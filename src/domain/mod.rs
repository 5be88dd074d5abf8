//! Canonical entry shapes exchanged with the marketplace catalog. All wire
//! structs use camelCase field names and never serialize empty fields, so a
//! round-tripped entry stays minimal.

use serde::{Deserialize, Serialize};
use uuid::Uuid;

/// Property type codes used on [`PropertyRecord`].
pub mod property_types {
    pub const LICENSE: &str = "license";
    pub const ACTIVITY: &str = "activity";
    pub const MODE_OF_USE: &str = "mode-of-use";
    pub const LIFE_CYCLE_STATUS: &str = "life-cycle-status";
    pub const TECHNOLOGY_READINESS_LEVEL: &str = "technology-readiness-level";
    pub const KEYWORD: &str = "keyword";
    pub const VERSION: &str = "version";
    pub const USER_MANUAL_URL: &str = "user-manual-url";
    pub const HELPDESK_URL: &str = "helpdesk-url";
    pub const TERMS_OF_USE: &str = "terms-of-use";
    pub const LANGUAGE: &str = "language";
}

/// Contributor roles, in the order they are emitted on an entry.
#[derive(Debug, Clone, Copy, PartialEq, Eq, Serialize, Deserialize)]
pub enum Role {
    Maintainer,
    Author,
    Contributor,
    Reviewer,
}

impl Role {
    pub fn code(&self) -> &'static str {
        match self {
            Role::Maintainer => "maintainer",
            Role::Author => "author",
            Role::Contributor => "contributor",
            Role::Reviewer => "reviewer",
        }
    }

    pub fn label(&self) -> &'static str {
        match self {
            Role::Maintainer => "Maintainer",
            Role::Author => "Author",
            Role::Contributor => "Contributor",
            Role::Reviewer => "Reviewer",
        }
    }
}

/// A third-party naming authority (DOI, ORCID, a code-hosting platform, a
/// source catalog).
#[derive(Debug, Clone, PartialEq, Eq, Serialize, Deserialize)]
#[serde(rename_all = "camelCase")]
pub struct IdentifierService {
    pub code: String,
    pub label: String,
    #[serde(default, skip_serializing_if = "Option::is_none")]
    pub url_template: Option<String>,
}

/// An identifier for the entry in an external system: either a structured
/// service/identifier pair, or a bare opaque string as fallback.
#[derive(Debug, Clone, PartialEq, Serialize, Deserialize)]
#[serde(untagged)]
pub enum ExternalId {
    Service {
        #[serde(rename = "identifierService")]
        identifier_service: IdentifierService,
        identifier: String,
    },
    Raw(String),
}

impl ExternalId {
    pub fn service(service: IdentifierService, identifier: impl Into<String>) -> Self {
        ExternalId::Service {
            identifier_service: service,
            identifier: identifier.into(),
        }
    }
}

#[derive(Debug, Clone, PartialEq, Eq, Serialize, Deserialize)]
pub struct VocabularyRef {
    pub code: String,
}

/// A coded term drawn from a controlled vocabulary.
#[derive(Debug, Clone, Default, PartialEq, Serialize, Deserialize)]
#[serde(rename_all = "camelCase")]
pub struct Concept {
    pub code: String,
    #[serde(default, skip_serializing_if = "Option::is_none")]
    pub label: Option<String>,
    #[serde(default, skip_serializing_if = "Option::is_none")]
    pub vocabulary: Option<VocabularyRef>,
    #[serde(default, skip_serializing_if = "Option::is_none")]
    pub uri: Option<String>,
}

#[derive(Debug, Clone, PartialEq, Eq, Serialize, Deserialize)]
pub struct PropertyTypeRef {
    pub code: String,
}

/// A typed key paired with a concept, a literal value, or both.
#[derive(Debug, Clone, PartialEq, Serialize, Deserialize)]
#[serde(rename_all = "camelCase")]
pub struct PropertyRecord {
    #[serde(rename = "type")]
    pub property_type: PropertyTypeRef,
    #[serde(default, skip_serializing_if = "Option::is_none")]
    pub concept: Option<Concept>,
    #[serde(default, skip_serializing_if = "Option::is_none")]
    pub value: Option<String>,
}

impl PropertyRecord {
    pub fn with_concept(type_code: &str, concept: Concept) -> Self {
        Self {
            property_type: PropertyTypeRef {
                code: type_code.to_string(),
            },
            concept: Some(concept),
            value: None,
        }
    }

    pub fn with_value(type_code: &str, value: impl Into<String>) -> Self {
        Self {
            property_type: PropertyTypeRef {
                code: type_code.to_string(),
            },
            concept: None,
            value: Some(value.into()),
        }
    }

    /// Placeholder markers must not reach the wire on updates: a property
    /// carrying neither content, or an empty concept shell, says nothing.
    pub fn is_placeholder(&self) -> bool {
        let empty_concept = match &self.concept {
            Some(c) => c.code.trim().is_empty() && c.uri.as_deref().unwrap_or("").trim().is_empty(),
            None => true,
        };
        let empty_value = self.value.as_deref().unwrap_or("").trim().is_empty();
        empty_concept && empty_value
    }
}

#[derive(Debug, Clone, PartialEq, Serialize, Deserialize)]
#[serde(rename_all = "camelCase")]
pub struct ActorExternalId {
    pub identifier_service: IdentifierService,
    pub identifier: String,
}

/// A person or organisation contributing to an entry. Deduplicated remotely
/// by name.
#[derive(Debug, Clone, Default, PartialEq, Serialize, Deserialize)]
#[serde(rename_all = "camelCase")]
pub struct Actor {
    #[serde(default, skip_serializing_if = "Option::is_none")]
    pub id: Option<i64>,
    pub name: String,
    #[serde(default, skip_serializing_if = "Option::is_none")]
    pub website: Option<String>,
    #[serde(default, skip_serializing_if = "Option::is_none")]
    pub email: Option<String>,
    #[serde(default, skip_serializing_if = "Vec::is_empty")]
    pub external_ids: Vec<ActorExternalId>,
}

impl Actor {
    pub fn named(name: impl Into<String>) -> Self {
        Self {
            name: name.into(),
            ..Default::default()
        }
    }

    pub fn orcid_service() -> IdentifierService {
        IdentifierService {
            code: "ORCID".to_string(),
            label: "ORCID".to_string(),
            url_template: Some("https://orcid.org/{source-item-id}".to_string()),
        }
    }
}

#[derive(Debug, Clone, PartialEq, Serialize, Deserialize)]
pub struct ActorRole {
    pub code: String,
    pub label: String,
    pub ord: u32,
}

impl ActorRole {
    pub fn new(role: Role, ord: u32) -> Self {
        Self {
            code: role.code().to_string(),
            label: role.label().to_string(),
            ord,
        }
    }
}

/// An actor attached to an entry with a role and an ordinal position.
/// Ordinals are contiguous from 1, maintainers before authors.
#[derive(Debug, Clone, PartialEq, Serialize, Deserialize)]
#[serde(rename_all = "camelCase")]
pub struct ContributorRole {
    pub actor: Actor,
    pub role: ActorRole,
}

#[derive(Debug, Clone, Copy, PartialEq, Eq, Serialize, Deserialize)]
pub struct SourceRef {
    pub id: i64,
}

#[derive(Debug, Clone, PartialEq, Eq, Serialize, Deserialize)]
#[serde(rename_all = "camelCase")]
pub struct MediaInfo {
    pub media_id: Uuid,
}

/// A reference to a registered media object (thumbnail).
#[derive(Debug, Clone, PartialEq, Eq, Serialize, Deserialize)]
pub struct MediaRef {
    pub info: MediaInfo,
}

impl MediaRef {
    pub fn new(media_id: Uuid) -> Self {
        Self {
            info: MediaInfo { media_id },
        }
    }
}

/// A fully resolved catalog entry, ready to be created or updated remotely.
#[derive(Debug, Clone, Default, PartialEq, Serialize, Deserialize)]
#[serde(rename_all = "camelCase")]
pub struct ToolEntry {
    #[serde(default)]
    pub label: String,
    #[serde(default)]
    pub description: String,
    #[serde(default, skip_serializing_if = "Vec::is_empty")]
    pub external_ids: Vec<ExternalId>,
    #[serde(default, skip_serializing_if = "Vec::is_empty")]
    pub accessible_at: Vec<String>,
    #[serde(default, skip_serializing_if = "Option::is_none")]
    pub source: Option<SourceRef>,
    #[serde(default, skip_serializing_if = "Option::is_none")]
    pub source_item_id: Option<String>,
    #[serde(default, skip_serializing_if = "Option::is_none")]
    pub thumbnail: Option<MediaRef>,
    #[serde(default, skip_serializing_if = "Vec::is_empty")]
    pub contributors: Vec<ContributorRole>,
    #[serde(default, skip_serializing_if = "Vec::is_empty")]
    pub properties: Vec<PropertyRecord>,
}

impl ToolEntry {
    /// Label and description must both be non-empty before any write.
    pub fn is_valid(&self) -> bool {
        !self.label.trim().is_empty() && !self.description.trim().is_empty()
    }

    /// Drop placeholder property markers before transmission.
    pub fn strip_placeholders(&mut self) {
        self.properties.retain(|p| !p.is_placeholder());
        self.accessible_at.retain(|url| !url.trim().is_empty());
    }
}

#[cfg(test)]
mod tests {
    use super::*;

    #[test]
    fn test_entry_validation_requires_label_and_description() {
        let mut entry = ToolEntry {
            label: "Frog".to_string(),
            description: "An NLP suite".to_string(),
            ..Default::default()
        };
        assert!(entry.is_valid());

        entry.description = "   ".to_string();
        assert!(!entry.is_valid());
    }

    #[test]
    fn test_strip_placeholders_removes_empty_concepts() {
        let mut entry = ToolEntry {
            label: "Frog".to_string(),
            description: "An NLP suite".to_string(),
            properties: vec![
                PropertyRecord::with_value(property_types::VERSION, "0.3.1"),
                PropertyRecord {
                    property_type: PropertyTypeRef {
                        code: property_types::KEYWORD.to_string(),
                    },
                    concept: Some(Concept::default()),
                    value: None,
                },
            ],
            ..Default::default()
        };
        entry.strip_placeholders();
        assert_eq!(entry.properties.len(), 1);
        assert_eq!(entry.properties[0].value.as_deref(), Some("0.3.1"));
    }

    #[test]
    fn test_external_id_serialization_shapes() {
        let raw = ExternalId::Raw("https://example.org/tool".to_string());
        assert_eq!(
            serde_json::to_value(&raw).unwrap(),
            serde_json::json!("https://example.org/tool")
        );

        let structured = ExternalId::service(
            IdentifierService {
                code: "GitHub".to_string(),
                label: "GitHub".to_string(),
                url_template: Some("https://github.com/{source-item-id}".to_string()),
            },
            "org/repo",
        );
        let value = serde_json::to_value(&structured).unwrap();
        assert_eq!(value["identifier"], "org/repo");
        assert_eq!(value["identifierService"]["code"], "GitHub");
    }

    #[test]
    fn test_empty_fields_not_serialized() {
        let entry = ToolEntry {
            label: "Frog".to_string(),
            description: "An NLP suite".to_string(),
            ..Default::default()
        };
        let value = serde_json::to_value(&entry).unwrap();
        assert!(value.get("externalIds").is_none());
        assert!(value.get("thumbnail").is_none());
        assert!(value.get("contributors").is_none());
    }
}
——————————
### Prompt
Return the opening line of the data and every line after it through the line containing "pub const KEYWORD: &str", please, exactly as written and with nothing added.

### Solution for this problem
filename src/domain/mod.rs
repository 5be88dd074d5abf8
//! Canonical entry shapes exchanged with the marketplace catalog. All wire
//! structs use camelCase field names and never serialize empty fields, so a
//! round-tripped entry stays minimal.

use serde::{Deserialize, Serialize};
use uuid::Uuid;

/// Property type codes used on [`PropertyRecord`].
pub mod property_types {
    pub const LICENSE: &str = "license";
    pub const ACTIVITY: &str = "activity";
    pub const MODE_OF_USE: &str = "mode-of-use";
    pub const LIFE_CYCLE_STATUS: &str = "life-cycle-status";
    pub const TECHNOLOGY_READINESS_LEVEL: &str = "technology-readiness-level";
    pub const KEYWORD: &str = "keyword";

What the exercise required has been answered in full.